Ok, I remember learning about partial fraction decomposition a while ago, and how it involved separating a fraction into the 2 fractions that existed before they were multiplied by a fraction of 1 to obtain identical denominators. However, I have forgotten how to do this, and I was wondering if someone could refresh my memory on how it's done.

 

Thanks,

 

john

[Dave]

Here's a simple example. Let's split up the fraction [math]\frac{1}{x(x-1)}[/math] by partial fractions.

 

First, since both of our factors are linear, let's just suppose that:

 

[math]\frac{1}{x(x-1)} \equiv \frac{A}{x} + \frac{B}{x-1}[/math]

 

where A and B are some co-efficients.

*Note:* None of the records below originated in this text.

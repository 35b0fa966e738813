use crate::error::{Result, TimesheetError};
use crate::types::{
    AggregateStats, AuthorStats, EstimatedCommit, FileTypeImpact, KindBreakdown, MonthStats,
    ProjectPeriod,
};
use chrono::NaiveDate;
use std::collections::{BTreeMap, BTreeSet};

// working-day sets only live for the duration of the fold; they are collapsed
// to counts before the aggregate is returned
#[derive(Default)]
struct MonthAcc {
    commits: usize,
    hours: f64,
    by_kind: KindBreakdown,
    days: BTreeSet<NaiveDate>,
}

#[derive(Default)]
struct AuthorAcc {
    total_commits: usize,
    total_hours: f64,
    by_kind: KindBreakdown,
    months: BTreeMap<String, MonthAcc>,
}

/// Folds the ordered, already-filtered commit sequence into per-kind totals,
/// per-author monthly breakdowns, file-type impact, and the project calendar
/// span. Author identity is lowercased before grouping, so `Alice` and
/// `alice` land in one bucket.
pub fn aggregate_commits(commits: &[EstimatedCommit]) -> Result<AggregateStats> {
    let mut authors: BTreeMap<String, AuthorAcc> = BTreeMap::new();
    let mut by_kind = KindBreakdown::default();
    let mut file_types: BTreeMap<String, FileTypeImpact> = BTreeMap::new();
    let mut all_days: BTreeSet<NaiveDate> = BTreeSet::new();
    let mut total_hours = 0.0;

    for ec in commits {
        let date = parse_commit_date(&ec.record)?;
        let month = date.format("%Y-%m").to_string();
        let hours = ec.estimate.total_hours();
        let kind = ec.classification.kind;

        total_hours += hours;
        by_kind.record(kind, hours);
        all_days.insert(date);

        let author = authors.entry(ec.record.author.to_lowercase()).or_default();
        author.total_commits += 1;
        author.total_hours += hours;
        author.by_kind.record(kind, hours);

        let month_acc = author.months.entry(month).or_default();
        month_acc.commits += 1;
        month_acc.hours += hours;
        month_acc.by_kind.record(kind, hours);
        month_acc.days.insert(date);

        // lines and hours attributed by each extension's file-count share
        let stats = &ec.record.stats;
        if stats.files_changed > 0 {
            for (ext, count) in &stats.file_types {
                let share = *count as f64 / stats.files_changed as f64;
                let slot = file_types.entry(ext.clone()).or_default();
                slot.files += count;
                slot.additions += stats.additions as f64 * share;
                slot.deletions += stats.deletions as f64 * share;
                slot.hours += hours * share;
            }
        }
    }

    let period = match (all_days.iter().next(), all_days.iter().next_back()) {
        (Some(first), Some(last)) => Some(ProjectPeriod {
            start: first.format("%Y-%m-%d").to_string(),
            end: last.format("%Y-%m-%d").to_string(),
            // inclusive: a single-day history spans 1 day
            total_calendar_days: (*last - *first).num_days() + 1,
            total_working_days: all_days.len(),
        }),
        _ => None,
    };

    Ok(AggregateStats {
        period,
        total_commits: commits.len(),
        total_hours,
        by_kind,
        authors: authors
            .into_iter()
            .map(|(name, acc)| (name, finalize_author(acc)))
            .collect(),
        file_types,
    })
}

fn finalize_author(acc: AuthorAcc) -> AuthorStats {
    AuthorStats {
        total_commits: acc.total_commits,
        total_hours: acc.total_hours,
        by_kind: acc.by_kind,
        by_month: acc
            .months
            .into_iter()
            .map(|(month, m)| {
                (
                    month,
                    MonthStats {
                        commits: m.commits,
                        hours: m.hours,
                        working_days: m.days.len(),
                        by_kind: m.by_kind,
                    },
                )
            })
            .collect(),
    }
}

fn parse_commit_date(record: &crate::types::CommitRecord) -> Result<NaiveDate> {
    NaiveDate::parse_from_str(record.date_str(), "%Y-%m-%d")
        .map_err(|e| TimesheetError::InvalidDate(record.timestamp.clone(), e.to_string()))
}

#[cfg(test)]
mod tests {
    use super::*;
    use crate::types::{
        Classification, CommitChangeStats, CommitKind, CommitRecord, ComplexityAxis,
        ComplexityLevel, TimeEstimate,
    };
    use pretty_assertions::assert_eq;
    use std::collections::BTreeMap;

    fn commit(author: &str, timestamp: &str, kind: CommitKind, hours: f64) -> EstimatedCommit {
        EstimatedCommit {
            record: CommitRecord {
                hash: "abc".to_string(),
                author: author.to_string(),
                timestamp: timestamp.to_string(),
                message: "msg".to_string(),
                stats: CommitChangeStats {
                    files_changed: 1,
                    additions: 10,
                    deletions: 2,
                    file_types: BTreeMap::from([("ts".to_string(), 1)]),
                    files: vec!["src/a.ts".to_string()],
                },
            },
            classification: Classification {
                kind,
                axis: ComplexityAxis::Algorithmic,
                level: ComplexityLevel::Basic,
            },
            estimate: TimeEstimate {
                planning_hours: hours / 2.0,
                implementation_hours: hours / 2.0,
            },
        }
    }

    #[test]
    fn test_author_grouping_is_case_insensitive() {
        let commits = vec![
            commit("Alice", "2024-03-02 10:00:00", CommitKind::Feature, 2.0),
            commit("alice", "2024-03-01 09:00:00", CommitKind::Fix, 1.0),
        ];
        let stats = aggregate_commits(&commits).expect("aggregate should succeed");
        assert_eq!(stats.authors.len(), 1, "Alice and alice must merge into one bucket");
        let alice = &stats.authors["alice"];
        assert_eq!(alice.total_commits, 2);
        assert!((alice.total_hours - 3.0).abs() < 1e-9);
    }

    #[test]
    fn test_working_days_counts_distinct_dates() {
        let commits = vec![
            commit("alice", "2024-03-01 08:00:00", CommitKind::Feature, 1.0),
            commit("alice", "2024-03-01 18:00:00", CommitKind::Fix, 1.0),
            commit("alice", "2024-03-05 12:00:00", CommitKind::Default, 1.0),
        ];
        let stats = aggregate_commits(&commits).expect("aggregate should succeed");
        let month = &stats.authors["alice"].by_month["2024-03"];
        assert_eq!(month.commits, 3);
        assert_eq!(month.working_days, 2, "two commits on one date count as one working day");
    }

    #[test]
    fn test_calendar_span_is_inclusive() {
        let commits = vec![
            commit("alice", "2024-03-10 10:00:00", CommitKind::Feature, 1.0),
            commit("alice", "2024-03-01 10:00:00", CommitKind::Feature, 1.0),
        ];
        let stats = aggregate_commits(&commits).expect("aggregate should succeed");
        let period = stats.period.expect("non-empty history has a period");
        assert_eq!(period.start, "2024-03-01");
        assert_eq!(period.end, "2024-03-10");
        assert_eq!(period.total_calendar_days, 10);
        assert_eq!(period.total_working_days, 2);
    }

    #[test]
    fn test_single_day_history_spans_one_day() {
        let commits = vec![commit("alice", "2024-03-01 10:00:00", CommitKind::Feature, 1.0)];
        let stats = aggregate_commits(&commits).expect("aggregate should succeed");
        assert_eq!(stats.period.unwrap().total_calendar_days, 1);
    }

    #[test]
    fn test_months_split_by_calendar_month() {
        let commits = vec![
            commit("alice", "2024-04-01 10:00:00", CommitKind::Feature, 2.0),
            commit("alice", "2024-03-31 10:00:00", CommitKind::Feature, 1.0),
        ];
        let stats = aggregate_commits(&commits).expect("aggregate should succeed");
        let months = &stats.authors["alice"].by_month;
        assert_eq!(months.len(), 2);
        assert!((months["2024-03"].hours - 1.0).abs() < 1e-9);
        assert!((months["2024-04"].hours - 2.0).abs() < 1e-9);
    }

    #[test]
    fn test_kind_totals_accumulate() {
        let commits = vec![
            commit("alice", "2024-03-01 08:00:00", CommitKind::Feature, 2.0),
            commit("alice", "2024-03-02 08:00:00", CommitKind::Feature, 1.0),
            commit("bob", "2024-03-03 08:00:00", CommitKind::Merge, 0.0),
        ];
        let stats = aggregate_commits(&commits).expect("aggregate should succeed");
        assert_eq!(stats.by_kind.feature.commits, 2);
        assert!((stats.by_kind.feature.hours - 3.0).abs() < 1e-9);
        assert_eq!(stats.by_kind.merge.commits, 1);
        assert_eq!(stats.by_kind.merge.hours, 0.0);
        assert_eq!(stats.total_commits, 3);
    }

    #[test]
    fn test_unparseable_date_is_fatal() {
        let commits = vec![commit("alice", "yesterday-ish", CommitKind::Feature, 1.0)];
        let err = aggregate_commits(&commits).expect_err("bad date must abort the run");
        assert!(
            matches!(err, TimesheetError::InvalidDate(..)),
            "expected InvalidDate, got {err:?}"
        );
    }

    #[test]
    fn test_empty_history_degrades_gracefully() {
        let stats = aggregate_commits(&[]).expect("empty history is not an error");
        assert!(stats.period.is_none());
        assert_eq!(stats.total_commits, 0);
        assert!(stats.authors.is_empty());
        assert!(stats.file_types.is_empty());
    }

    #[test]
    fn test_file_type_impact_distributes_proportionally() {
        let mut ec = commit("alice", "2024-03-01 10:00:00", CommitKind::Feature, 4.0);
        ec.record.stats = CommitChangeStats {
            files_changed: 4,
            additions: 100,
            deletions: 20,
            file_types: BTreeMap::from([("ts".to_string(), 3), ("md".to_string(), 1)]),
            files: vec![
                "src/a.ts".to_string(),
                "src/b.ts".to_string(),
                "src/c.ts".to_string(),
                "README.md".to_string(),
            ],
        };
        let stats = aggregate_commits(&[ec]).expect("aggregate should succeed");
        let ts = &stats.file_types["ts"];
        let md = &stats.file_types["md"];
        assert_eq!(ts.files, 3);
        assert_eq!(md.files, 1);
        assert!((ts.additions - 75.0).abs() < 1e-9, "3/4 of added lines go to ts");
        assert!((md.additions - 25.0).abs() < 1e-9);
        assert!((ts.hours - 3.0).abs() < 1e-9, "3/4 of the commit's hours go to ts");
        assert!((md.hours - 1.0).abs() < 1e-9);
    }

    #[test]
    fn test_aggregate_round_trips_through_json() {
        let commits = vec![
            commit("Alice", "2024-03-02 10:00:00", CommitKind::Feature, 2.25),
            commit("bob", "2024-02-14 09:00:00", CommitKind::Fix, 0.4),
        ];
        let stats = aggregate_commits(&commits).expect("aggregate should succeed");
        let json = serde_json::to_string_pretty(&stats).expect("serialize");
        let reloaded: AggregateStats = serde_json::from_str(&json).expect("deserialize");
        assert_eq!(stats, reloaded, "JSON round-trip must reproduce identical totals");
    }
}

Then we re-combine the two fractions on the right hand side to get:

 

[math]\frac{1}{x(x-1)} \equiv \frac{A(x-1) + Bx}{x(x-1)}[/math]

 

Since both of the denominators are equal we can say:

 

[math]1 \equiv A(x-1) + Bx[/math]

 

Now, since this holds for any x we care to choose, all we have to do is let x = 1 to find that B = 1, and x = 0 to see that A = -1.

 

So [math]\frac{1}{x(x-1)} \equiv \frac{1}{x-1} - \frac{1}{x}[/math].

 

This is a really simple example; it gets trickier when you have non-linear factors, for example. But this is the general idea.

[jowrose]

thanks.